Effect of CdCl₂, FFA and MLT on cell death levels of human liver HepaRG cells and CACO-2 intestinal epithelial cells. Apoptosis and necrosis levels were studied in HepaRG (A,B) and CACO-2 (C,D) cells exposed to different treatments, as described in EP2 (Figure 1). Apoptosis and necrosis were measured by FACS-scan using Annexin-V and Propidium Iodide probes as described in the methods section. One-way ANOVA test: * p < 0.05; ** p < 0.01; *** p < 0.001 (control vs. all treatments). # p < 0.05; (CdCl₂ vs. all treatments); # p < 0.05 (CdCl₂ and/or FFAs vs.

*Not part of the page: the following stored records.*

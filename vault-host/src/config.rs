//! Configuration file loading and management
//!
//! This module handles loading and parsing the host configuration from
//! `$XDG_CONFIG_HOME/vault-host/config.toml`. If the configuration file
//! doesn't exist, a default configuration is created with documented comments.

use anyhow::{Context, Result};
use provider_memory::EconomySettings;
use serde::{Deserialize, Serialize};
use std::collections::BTreeMap;
use std::fs;
use std::path::{Path, PathBuf};

/// Main host configuration
#[derive(Debug, Clone, Default, Serialize, Deserialize, PartialEq)]
pub struct Config {
    #[serde(default)]
    pub host: HostConfig,
    /// Seed data for the permission and chat backends
    #[serde(default)]
    pub permission: PermissionConfig,
    #[serde(default)]
    pub economy: EconomyConfig,
}

#[derive(Debug, Clone, Serialize, Deserialize, PartialEq)]
#[serde(default)]
pub struct HostConfig {
    /// Log level (trace, debug, info, warn, error)
    /// Default: "info"
    pub log_level: String,
}

#[derive(Debug, Clone, Default, Serialize, Deserialize, PartialEq)]
pub struct PermissionConfig {
    /// Group reported as primary for players that joined none
    #[serde(default, skip_serializing_if = "Option::is_none")]
    pub default_group: Option<String>,
    #[serde(default)]
    pub groups: BTreeMap<String, GroupConfig>,
}

/// A group created at startup, with its global nodes and chat metadata
#[derive(Debug, Clone, Default, Serialize, Deserialize, PartialEq)]
pub struct GroupConfig {
    #[serde(default)]
    pub permissions: Vec<String>,
    #[serde(default, skip_serializing_if = "Option::is_none")]
    pub prefix: Option<String>,
    #[serde(default, skip_serializing_if = "Option::is_none")]
    pub suffix: Option<String>,
}

#[derive(Debug, Clone, Serialize, Deserialize, PartialEq)]
#[serde(default)]
pub struct EconomyConfig {
    pub currency_singular: String,
    pub currency_plural: String,
    /// Default: 2
    pub fractional_digits: u32,
    /// Balance for accounts created at runtime
    /// Default: 0.0
    pub starting_balance: f64,
    pub per_world_accounts: bool,
    /// Global accounts created at startup, by player identifier
    pub accounts: BTreeMap<String, f64>,
}

impl Default for HostConfig {
    fn default() -> Self {
        Self {
            log_level: "info".to_string(),
        }
    }
}

impl Default for EconomyConfig {
    fn default() -> Self {
        let settings = EconomySettings::default();
        Self {
            currency_singular: settings.currency_singular,
            currency_plural: settings.currency_plural,
            fractional_digits: settings.fractional_digits,
            starting_balance: settings.starting_balance,
            per_world_accounts: settings.per_world_accounts,
            accounts: BTreeMap::new(),
        }
    }
}

impl EconomyConfig {
    pub fn settings(&self) -> EconomySettings {
        EconomySettings {
            currency_singular: self.currency_singular.clone(),
            currency_plural: self.currency_plural.clone(),
            fractional_digits: self.fractional_digits,
            starting_balance: self.starting_balance,
            per_world_accounts: self.per_world_accounts,
        }
    }
}

const MAX_FRACTIONAL_DIGITS: u32 = 6;

impl Config {
    /// Load configuration from the specified path
    ///
    /// # Arguments
    /// * `path` - Path to the configuration file
    ///
    /// # Returns
    /// The parsed configuration or an error if loading/parsing fails
    pub fn load(path: impl AsRef<Path>) -> Result<Self> {
        let path = path.as_ref();
        let content = fs::read_to_string(path)
            .with_context(|| format!("Failed to read config file: {}", path.display()))?;

        let config: Config = toml::from_str(&content)
            .with_context(|| format!("Failed to parse config file: {}", path.display()))?;

        config.validate()?;
        Ok(config)
    }

    /// Load configuration from the default XDG config location
    ///
    /// If the configuration file doesn't exist, creates a default configuration
    /// file with documented comments.
    pub fn load_default() -> Result<Self> {
        let config_path = Self::default_config_path()?;

        if !config_path.exists() {
            Self::create_default_file(&config_path)?;
        }

        Self::load(&config_path)
    }

    /// Returns `$XDG_CONFIG_HOME/vault-host/config.toml`
    pub fn default_config_path() -> Result<PathBuf> {
        let dirs = directories::ProjectDirs::from("", "vault", "vault-host")
            .context("Failed to determine project directories")?;

        Ok(dirs.config_dir().join("config.toml"))
    }

    fn create_default_file(path: &Path) -> Result<()> {
        if let Some(parent) = path.parent() {
            fs::create_dir_all(parent).with_context(|| {
                format!("Failed to create config directory: {}", parent.display())
            })?;
        }

        fs::write(path, Self::default_config_content())
            .with_context(|| format!("Failed to write default config file: {}", path.display()))?;

        tracing::info!("Created default configuration file at: {}", path.display());
        Ok(())
    }

    /// Generate the default configuration file content with comments
    pub fn default_config_content() -> String {
        r#"# Vault Host Configuration
# Seeds the in-memory permission, chat and economy backends.

[host]
# Log level: trace, debug, info, warn, error
# RUST_LOG overrides this when set.
# Default: "info"
log_level = "info"

[permission]
# Group reported as primary for players that joined no group
default_group = "default"

# Groups created at startup. Nodes are granted globally.
[permission.groups.default]
permissions = ["vault.chat"]

[permission.groups.admin]
permissions = ["vault.chat", "vault.admin"]
prefix = "[Admin] "

[economy]
currency_singular = "Dollar"
currency_plural = "Dollars"
# Digits after the decimal point (0-6)
fractional_digits = 2
# Balance for accounts created at runtime
starting_balance = 0.0
# When false, every player has a single account across worlds
per_world_accounts = false

# Accounts created at startup
[economy.accounts]
# Alice = 100.0
"#
        .to_string()
    }

    /// Validate the configuration
    ///
    /// Ensures all configuration values are valid and within acceptable ranges.
    pub fn validate(&self) -> Result<()> {
        let valid_log_levels = ["trace", "debug", "info", "warn", "error"];
        if !valid_log_levels.contains(&self.host.log_level.as_str()) {
            anyhow::bail!(
                "Invalid log_level: {}. Must be one of: {}",
                self.host.log_level,
                valid_log_levels.join(", ")
            );
        }

        if let Some(group) = &self.permission.default_group {
            if group.trim().is_empty() {
                anyhow::bail!("permission.default_group must not be empty");
            }
        }

        for (name, group) in &self.permission.groups {
            if name.trim().is_empty() {
                anyhow::bail!("Group names must not be empty");
            }
            if group.permissions.iter().any(|p| p.trim().is_empty()) {
                anyhow::bail!("Group '{}': permission nodes must not be empty", name);
            }
        }

        let economy = &self.economy;
        if economy.fractional_digits > MAX_FRACTIONAL_DIGITS {
            anyhow::bail!(
                "economy.fractional_digits must be at most {}",
                MAX_FRACTIONAL_DIGITS
            );
        }

        if !economy.starting_balance.is_finite() || economy.starting_balance < 0.0 {
            anyhow::bail!("economy.starting_balance must be a non-negative number");
        }

        for (player, balance) in &economy.accounts {
            if !balance.is_finite() || *balance < 0.0 {
                anyhow::bail!(
                    "Account '{}': balance must be a non-negative number",
                    player
                );
            }
        }

        Ok(())
    }
}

CdCl₂ and/or FFAs + MLT).

Figure 8

Cellular ROS levels in liver and intestinal cells treated with CdCl₂, FFAs and the cytoprotective agent MLT. Cellular ROS were measured in HepaRG (A), CACO-2 (B) and primary murine hepatocytes (C); extracellular levels of H₂O₂ (D) were also determined in primary murine hepatocytes only. Cd, FFA and MLT treatments of HepaRG and CACO-2 cells were performed according to EP2 (Figure 1), whereas primary murine hepatocytes were pre-treated for 24 h with increasing concentrations of CdCl₂ and then treated for 48 h with FFAs (200 µM final concentration each) in the presence or absence of the cytoprotective agent MLT (50 nm). One-way ANOVA test: (A,B) * p < 0.05; ** p < 0.01; *** p < 0.001 (control vs. all treatments). # p < 0.05 (CdCl₂ vs. all treatments); # p < 0.05; ## p < 0.01 (CdCl₂ and/or FFAs vs. CdCl₂ and/or FFAs +MLT); (C,D) # p < 0.05; ## p < 0.01 (CdCl₂ vs. CdCl₂ + MLT and OA + PA vs. CdCl₂ + OA + PA).

Figure 9

Levels of IL-6 in the culture medium of HepaRG cells (A) and primary murine hepatocytes (B) treated with CdCl₂, FFAs and MLT. The experimental protocol for cell treatments was EP2 of Figure 1. IL-6 (pg/mL) levels were measured by ELISA method in cell culture media. Data were mean ± SD of 3 independent experiments. One way ANOVA test: * p < 0.05, ** p < 0.01 control (or DMSO) versus all treatments; # p < 0.05 CdCl₂ versus CdCl₂ + MLT or OA + PA versus CdCl₂ + OA + PA.